Many abalone species may face extinction
Perlemoen abalone, newly listed as endangered in the wild, are farm raised in South Africa.PETER CHADWICK/SCIENCE SOURCE
Facing numerous risks, 20 species of abalone—shellfish highly prized as seafood—have been added to the International Union for Conservation of Nature’s (IUCN’s) Red List of species threatened with extinction. Abalone are marine snails that can live for several decades and grow up to 30 centimeters long. For the first time, researchers consulting for IUCN reviewed the conservation status of all 54 species and identified overharvesting, including poaching, as a key threat. For example, criminal networks have pushed populations of South Africa’s perlemoen abalone (Haliotis midae) to the brink. Marine heat waves linked to climate change have hammered other species. Diseases, such as withering syndrome, are also hitting some species, including the critically endangered black abalone (H. cracherodii) in California and Mexico. Consumers should buy farmed or sustainably harvested abalone, says Howard Peters of the University of York, who led the review team.

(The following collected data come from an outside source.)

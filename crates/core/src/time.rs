//! Second + nanosecond timestamps with exact carry/borrow arithmetic
//!
//! The scheduler keeps its absolute anchor as a [`Timespec`] and advances it
//! by whole periods, so every operation here must be exact. Nanoseconds are
//! always kept normalized in `[0, NANOS_PER_SEC)`; negative spans carry their
//! sign in `secs` only (e.g. -0.25 s is `{ secs: -1, nanos: 750_000_000 }`).

use core::cmp::Ordering;
use core::ops::{Add, Sub};
use core::time::Duration;

/// Nanoseconds in one second
pub const NANOS_PER_SEC: u32 = 1_000_000_000;

/// A point in time or a signed span, as seconds plus normalized nanoseconds
#[derive(Debug, Clone, Copy, PartialEq, Eq, Hash, Default)]
#[cfg_attr(feature = "defmt", derive(defmt::Format))]
pub struct Timespec {
    pub secs: i64,
    pub nanos: u32,
}

impl Timespec {
    pub const ZERO: Timespec = Timespec { secs: 0, nanos: 0 };

    /// Build from parts that are already normalized.
    ///
    /// # Panics
    ///
    /// Panics in debug builds if `nanos >= NANOS_PER_SEC`; use
    /// [`Timespec::normalized`] for raw values.
    pub const fn new(secs: i64, nanos: u32) -> Self {
        debug_assert!(nanos < NANOS_PER_SEC);
        Self { secs, nanos }
    }

    /// Build from a seconds field and an unbounded nanoseconds field,
    /// carrying whole seconds out of `nanos`.
    pub const fn normalized(secs: i64, nanos: u64) -> Self {
        Self {
            secs: secs + (nanos / NANOS_PER_SEC as u64) as i64,
            nanos: (nanos % NANOS_PER_SEC as u64) as u32,
        }
    }

    pub const fn from_secs(secs: i64) -> Self {
        Self { secs, nanos: 0 }
    }

    pub const fn from_millis(millis: u64) -> Self {
        Self::normalized((millis / 1_000) as i64, (millis % 1_000) * 1_000_000)
    }

    /// `end - start`, borrowing one second when `end.nanos < start.nanos`
    pub const fn difference(end: Timespec, start: Timespec) -> Timespec {
        if end.nanos < start.nanos {
            Timespec {
                secs: end.secs - start.secs - 1,
                nanos: NANOS_PER_SEC - start.nanos + end.nanos,
            }
        } else {
            Timespec {
                secs: end.secs - start.secs,
                nanos: end.nanos - start.nanos,
            }
        }
    }

    /// `a + b`, carrying the nanosecond overflow into seconds
    pub const fn sum(a: Timespec, b: Timespec) -> Timespec {
        let nanos = a.nanos as u64 + b.nanos as u64;
        Timespec {
            secs: a.secs + b.secs + (nanos / NANOS_PER_SEC as u64) as i64,
            nanos: (nanos % NANOS_PER_SEC as u64) as u32,
        }
    }

    pub const fn is_negative(&self) -> bool {
        self.secs < 0
    }

    /// Negative spans become zero
    pub const fn clamp_non_negative(self) -> Timespec {
        if self.is_negative() {
            Timespec::ZERO
        } else {
            self
        }
    }

    /// Signed span in nanoseconds
    pub const fn as_nanos(&self) -> i128 {
        self.secs as i128 * NANOS_PER_SEC as i128 + self.nanos as i128
    }

    /// Convert a non-negative span for a suspend primitive; negative spans
    /// map to `Duration::ZERO`.
    pub const fn to_duration(self) -> Duration {
        let span = self.clamp_non_negative();
        Duration::new(span.secs as u64, span.nanos)
    }

    pub const fn from_duration(duration: Duration) -> Self {
        Self {
            secs: duration.as_secs() as i64,
            nanos: duration.subsec_nanos(),
        }
    }
}

impl Add for Timespec {
    type Output = Timespec;

    fn add(self, rhs: Timespec) -> Timespec {
        Timespec::sum(self, rhs)
    }
}

impl Sub for Timespec {
    type Output = Timespec;

    fn sub(self, rhs: Timespec) -> Timespec {
        Timespec::difference(self, rhs)
    }
}

impl Ord for Timespec {
    fn cmp(&self, other: &Self) -> Ordering {
        self.secs
            .cmp(&other.secs)
            .then(self.nanos.cmp(&other.nanos))
    }
}

impl PartialOrd for Timespec {
    fn partial_cmp(&self, other: &Self) -> Option<Ordering> {
        Some(self.cmp(other))
    }
}

#[cfg(test)]
mod tests {
    use super::*;

    #[test]
    fn difference_without_borrow() {
        let d = Timespec::difference(Timespec::new(12, 700), Timespec::new(10, 200));
        assert_eq!(d, Timespec::new(2, 500));
    }

    #[test]
    fn difference_borrows_a_second() {
        let end = Timespec::new(12, 100_000_000);
        let start = Timespec::new(10, 900_000_000);
        assert_eq!(Timespec::difference(end, start), Timespec::new(1, 200_000_000));
    }

    #[test]
    fn sum_carries_into_seconds() {
        let a = Timespec::new(3, 600_000_000);
        let b = Timespec::new(1, 700_000_000);
        assert_eq!(Timespec::sum(a, b), Timespec::new(5, 300_000_000));
    }

    #[test]
    fn sum_of_difference_restores_end() {
        let starts = [
            Timespec::new(0, 0),
            Timespec::new(10, 999_999_999),
            Timespec::new(1_700_000_000, 123_456_789),
        ];
        let spans = [
            Timespec::new(0, 1),
            Timespec::new(4, 999_999_999),
            Timespec::new(30, 500_000_000),
        ];
        for start in starts {
            for span in spans {
                let end = start + span;
                let delta = Timespec::difference(end, start);
                assert_eq!(delta, span);
                assert_eq!(Timespec::sum(delta, start), end);
            }
        }
    }

    #[test]
    fn overrun_yields_negative_remaining() {
        let period = Timespec::from_secs(5);
        let elapsed = Timespec::new(5, 250_000_000);
        let remaining = period - elapsed;
        assert!(remaining.is_negative());
        assert_eq!(remaining, Timespec::new(-1, 750_000_000));
        assert_eq!(remaining.as_nanos(), -250_000_000);
        assert_eq!(remaining.clamp_non_negative(), Timespec::ZERO);
        assert_eq!(remaining.to_duration(), Duration::ZERO);
    }

    #[test]
    fn normalized_carries_oversized_nanos() {
        let t = Timespec::normalized(5, 5_000_000_000);
        assert_eq!(t, Timespec::from_secs(10));
        assert_eq!(Timespec::from_millis(400), Timespec::new(0, 400_000_000));
        assert_eq!(Timespec::from_millis(61_250), Timespec::new(61, 250_000_000));
        assert_eq!(
            Timespec::from_millis(u64::MAX),
            Timespec::new((u64::MAX / 1_000) as i64, 615_000_000)
        );
    }

    #[test]
    fn ordering_compares_seconds_then_nanos() {
        assert!(Timespec::new(1, 5) < Timespec::new(1, 6));
        assert!(Timespec::new(-1, 999_999_999) < Timespec::ZERO);
        assert!(Timespec::new(2, 0) > Timespec::new(1, 999_999_999));
    }

    #[test]
    fn duration_round_trip_for_sleep() {
        let t = Timespec::new(3, 250);
        assert_eq!(Timespec::from_duration(t.to_duration()), t);
    }
}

Wellcome head moves to WHO
Jeremy Farrar, director of the Wellcome Trust since 2013, will become the new chief scientist at the World Health Organization in early 2023. At Wellcome, Farrar oversaw one of the world’s biggest nongovernmental science funders, expanding its portfolio from basic research into areas including mental health, the health impacts of climate change, and infectious diseases, including groundbreaking clinical trials for vaccines and treatments during the devastating Ebola outbreak in West Africa. Before leading Wellcome, Farrar, a trained neurologist, spent nearly 2 decades heading a Wellcome-funded infectious disease research group in Ho Chi Minh City, Vietnam.

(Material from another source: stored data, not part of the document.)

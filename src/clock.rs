//! Wall-clock time source and sleeper

use std::thread;
use std::time::{SystemTime, UNIX_EPOCH};

use rail_ctrl_core::time::Timespec;
use rail_ctrl_core::traits::{Delay, TimeSource};

/// Realtime clock backed by [`SystemTime`], suspending with
/// [`thread::sleep`].
///
/// Timestamps are realtime, like the anchor they are compared against, so
/// a wall-clock step shows up as one short or long tick and the anchor grid
/// is kept.
#[derive(Debug, Default, Clone, Copy)]
pub struct SystemClock;

impl TimeSource for SystemClock {
    fn now(&self) -> Timespec {
        match SystemTime::now().duration_since(UNIX_EPOCH) {
            Ok(since_epoch) => Timespec::from_duration(since_epoch),
            Err(before_epoch) => Timespec::ZERO - Timespec::from_duration(before_epoch.duration()),
        }
    }
}

impl Delay for SystemClock {
    fn sleep(&mut self, span: Timespec) {
        thread::sleep(span.to_duration());
    }
}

Portal speeds access to U.S. data
Researchers can now use a single website to request access to more than 1000 restricted data sets maintained by 16 U.S. agencies. The Standard Application Process was launched on 8 December at ResearchDataGov.org. It is expected to make it faster and easier for scientists to analyze U.S. education, health, labor, housing, and demographic trends from data sets otherwise inaccessible to the public because they involve national security, intellectual property, or personal privacy. Researchers still must be vetted before being granted access. But those seeking data from multiple agencies won’t have to re-enter basic information about themselves and their research teams, and reviewers vetting the application will apply the same criteria regardless of which agency holds the data set. Nick Hart of the Data Foundation says he welcomes the one-stop shopping. But he calls for more improvements, including a publicly accessible catalog of all federal data now being collected, to satisfy a 2018 law promoting evidence-based policymaking through better use of federal data.